→ **Information provided**:
::::::::

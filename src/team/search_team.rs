//! Search team executor.
//!
//! Internal state machine with four nodes:
//!
//! 1. **PLAN** — LLM picks tools and structured parameters for the
//!    subquery (lenient parse, rule-based fallback).
//! 2. **EXECUTE** — selected tools run concurrently under a semaphore
//!    with a per-tool timeout; failures are contained per tool.
//! 3. **PROCESS** — outputs fold into `collected_data` keyed by tool
//!    name; a data-quality score tracks how many tools produced data.
//! 4. **DECIDE** — rule-based status; the LLM is consulted only when
//!    the tool mix is genuinely ambiguous, which keeps the extra call
//!    off the common path.

use std::collections::BTreeMap;
use std::sync::Arc;
use std::time::{Duration, Instant};

use serde::Deserialize;
use tokio::sync::Semaphore;
use tracing::{debug, warn};

use super::{TeamContext, TeamExecutor};
use crate::config::SupervisorConfig;
use crate::core::plan::TeamKind;
use crate::core::record::ToolStatus;
use crate::core::state::{TeamResult, TeamStatus};
use crate::llm::json::parse_json_response;
use crate::llm::message::{ChatRequest, system_message, user_message};
use crate::llm::LlmClient;
use crate::prompt::{PromptSet, build_decide_prompt, build_tool_plan_prompt};
use crate::tools::{ToolOutput, ToolRegistry};

/// Records at or above which the decide node returns without an LLM.
const DECIDE_SUFFICIENT_RECORDS: usize = 5;

/// Forbidden doc_type value the planner prompt also bans; stripped
/// defensively from parsed plans.
const FORBIDDEN_DOC_TYPE: &str = "기타";

/// Tool selection produced by the PLAN node.
#[derive(Debug, Clone, Deserialize)]
struct ToolPlan {
    #[serde(default)]
    selected_tools: Vec<String>,
    #[serde(default)]
    tool_parameters: BTreeMap<String, serde_json::Value>,
    #[serde(default)]
    search_strategy: String,
}

/// Verdict of the ambiguous-decide LLM call.
#[derive(Debug, Clone, Deserialize)]
struct DecideVerdict {
    sufficient: bool,
    #[serde(default)]
    reason: String,
}

/// The Search team: tool planning, bounded concurrent retrieval,
/// result folding, rule-based decision.
pub struct SearchTeam {
    llm: Arc<dyn LlmClient>,
    registry: Arc<ToolRegistry>,
    model: String,
    plan_max_tokens: u32,
    tool_timeout: Duration,
    max_tool_parallelism: usize,
    prompts: PromptSet,
}

impl SearchTeam {
    /// Creates the team over the shared LLM client and tool registry.
    #[must_use]
    pub fn new(
        llm: Arc<dyn LlmClient>,
        registry: Arc<ToolRegistry>,
        config: &SupervisorConfig,
        prompts: PromptSet,
    ) -> Self {
        Self {
            llm,
            registry,
            model: config.planner_model.clone(),
            plan_max_tokens: config.plan_max_tokens,
            tool_timeout: config.tool_timeout,
            max_tool_parallelism: config.max_tool_parallelism,
            prompts,
        }
    }

    /// PLAN node. One LLM attempt; any failure falls back to running
    /// every registered tool with empty parameters.
    async fn plan(&self, subquery: &str, ctx: &TeamContext) -> ToolPlan {
        let user_msg =
            build_tool_plan_prompt(subquery, &ctx.keywords, &self.registry.descriptions());
        let request = ChatRequest {
            model: self.model.clone(),
            messages: vec![
                system_message(&self.prompts.tool_plan),
                user_message(&user_msg),
            ],
            temperature: Some(0.0),
            max_tokens: Some(self.plan_max_tokens),
            json_mode: true,
        };

        let plan = match self.llm.complete(&request).await {
            Ok(response) => {
                ctx.meter.add(response.usage);
                match parse_json_response::<ToolPlan>(&response.content) {
                    Ok(plan) => Some(plan),
                    Err(e) => {
                        warn!(error = %e, "tool plan parse failed, using fallback");
                        None
                    }
                }
            }
            Err(e) => {
                warn!(error = %e, "tool plan request failed, using fallback");
                None
            }
        };

        plan.map_or_else(|| self.fallback_plan(), |p| self.sanitize_plan(p))
    }

    /// Runs every registered tool with empty parameters.
    fn fallback_plan(&self) -> ToolPlan {
        ToolPlan {
            selected_tools: self.registry.names().iter().map(ToString::to_string).collect(),
            tool_parameters: BTreeMap::new(),
            search_strategy: "fallback: all registered tools".to_string(),
        }
    }

    /// Drops unknown tools and forbidden parameter values.
    fn sanitize_plan(&self, mut plan: ToolPlan) -> ToolPlan {
        plan.selected_tools.retain(|name| {
            let known = self.registry.get(name).is_some();
            if !known {
                warn!(tool = %name, "planner selected unknown tool, dropped");
            }
            known
        });
        plan.selected_tools.dedup();
        if plan.selected_tools.is_empty() {
            return self.fallback_plan();
        }
        for params in plan.tool_parameters.values_mut() {
            if let Some(map) = params.as_object_mut()
                && map.get("doc_type").and_then(|v| v.as_str()) == Some(FORBIDDEN_DOC_TYPE)
            {
                map.remove("doc_type");
            }
        }
        plan
    }

    /// EXECUTE node. Tools run concurrently under the semaphore; each
    /// failure or timeout is recorded against its own tool only.
    async fn run_tools(
        &self,
        subquery: &str,
        plan: &ToolPlan,
    ) -> Vec<(String, Result<ToolOutput, String>)> {
        let semaphore = Arc::new(Semaphore::new(self.max_tool_parallelism));
        let mut handles = Vec::with_capacity(plan.selected_tools.len());

        for name in &plan.selected_tools {
            let Some(tool) = self.registry.get(name) else {
                continue;
            };
            let sem = Arc::clone(&semaphore);
            let params = plan
                .tool_parameters
                .get(name)
                .cloned()
                .unwrap_or(serde_json::Value::Null);
            let query = subquery.to_string();
            let name = name.clone();
            let timeout = self.tool_timeout;

            handles.push(tokio::spawn(async move {
                let _permit = match sem.acquire().await {
                    Ok(permit) => permit,
                    Err(e) => return (name, Err(format!("semaphore closed: {e}"))),
                };
                let started = Instant::now();
                let result = tokio::time::timeout(timeout, tool.execute(&query, &params)).await;
                let outcome = match result {
                    Ok(Ok(output)) => Ok(output),
                    Ok(Err(e)) => Err(e.to_string()),
                    Err(_) => Err(format!(
                        "timed out after {}s",
                        timeout.as_secs()
                    )),
                };
                debug!(
                    tool = %name,
                    ok = outcome.is_ok(),
                    elapsed_ms = u64::try_from(started.elapsed().as_millis()).unwrap_or(u64::MAX),
                    "tool finished"
                );
                (name, outcome)
            }));
        }

        let mut results = Vec::with_capacity(handles.len());
        for handle in handles {
            match handle.await {
                Ok(pair) => results.push(pair),
                Err(e) => results.push(("<join>".to_string(), Err(format!("task join failed: {e}")))),
            }
        }
        results
    }

    /// DECIDE node for the ambiguous middle: 1..4 records from two or
    /// more tools that disagree on emptiness.
    async fn decide_ambiguous(
        &self,
        subquery: &str,
        counts: &[(String, usize)],
        ctx: &TeamContext,
    ) -> TeamStatus {
        let request = ChatRequest {
            model: self.model.clone(),
            messages: vec![
                system_message(&self.prompts.decide),
                user_message(&build_decide_prompt(subquery, counts)),
            ],
            temperature: Some(0.0),
            max_tokens: Some(128),
            json_mode: true,
        };
        match self.llm.complete(&request).await {
            Ok(response) => {
                ctx.meter.add(response.usage);
                match parse_json_response::<DecideVerdict>(&response.content) {
                    Ok(verdict) => {
                        debug!(sufficient = verdict.sufficient, reason = %verdict.reason, "decide verdict");
                        if verdict.sufficient {
                            TeamStatus::Success
                        } else {
                            TeamStatus::Partial
                        }
                    }
                    Err(_) => TeamStatus::Partial,
                }
            }
            Err(e) => {
                warn!(error = %e, "decide call failed, degrading to partial");
                TeamStatus::Partial
            }
        }
    }
}

#[async_trait::async_trait]
impl TeamExecutor for SearchTeam {
    fn kind(&self) -> TeamKind {
        TeamKind::Search
    }

    async fn execute(&self, subquery: &str, ctx: &TeamContext) -> TeamResult {
        let started = Instant::now();

        // PLAN
        let plan = self.plan(subquery, ctx).await;
        debug!(
            tools = ?plan.selected_tools,
            strategy = %plan.search_strategy,
            "search team plan"
        );

        // EXECUTE
        let results = self.run_tools(subquery, &plan).await;

        // PROCESS
        let mut collected_data: BTreeMap<String, Vec<serde_json::Value>> = BTreeMap::new();
        let mut tool_errors: Vec<String> = Vec::new();
        let mut tools_run = 0_usize;
        let mut tools_with_data = 0_usize;

        for (name, outcome) in results {
            tools_run += 1;
            match outcome {
                Ok(output) => {
                    if output.status == ToolStatus::Success && output.count > 0 {
                        tools_with_data += 1;
                    }
                    collected_data.entry(name).or_default().extend(output.data);
                }
                Err(message) => {
                    tool_errors.push(format!("{name}: {message}"));
                    collected_data.entry(name).or_default();
                }
            }
        }

        #[allow(clippy::cast_precision_loss)]
        let data_quality_score = if tools_run == 0 {
            0.0
        } else {
            tools_with_data as f32 / tools_run as f32
        };

        let total_records: usize = collected_data.values().map(Vec::len).sum();
        let counts: Vec<(String, usize)> = collected_data
            .iter()
            .map(|(name, records)| (name.clone(), records.len()))
            .collect();

        // DECIDE
        let status = if total_records >= DECIDE_SUFFICIENT_RECORDS {
            TeamStatus::Success
        } else if total_records == 0 {
            TeamStatus::Failed
        } else {
            let empties = counts.iter().filter(|(_, c)| *c == 0).count();
            let ambiguous = counts.len() >= 2 && empties > 0;
            if ambiguous {
                self.decide_ambiguous(subquery, &counts, ctx).await
            } else {
                TeamStatus::Success
            }
        };

        let error = if status == TeamStatus::Failed {
            Some(if tool_errors.is_empty() {
                "no records retrieved".to_string()
            } else {
                tool_errors.join("; ")
            })
        } else if tool_errors.is_empty() {
            None
        } else {
            Some(tool_errors.join("; "))
        };

        let summary = format!(
            "retrieved {total_records} records from {tools_run} tools \
             (quality {data_quality_score:.2}); strategy: {}",
            plan.search_strategy
        );

        TeamResult {
            team: TeamKind::Search,
            status,
            collected_data,
            summary,
            error,
            duration: started.elapsed(),
        }
    }
}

::::::::

→ **Task to complete**:
Your answer must be a single number, the count of lines in the data that hold the string "TeamContext".

→ **Written solution**:
4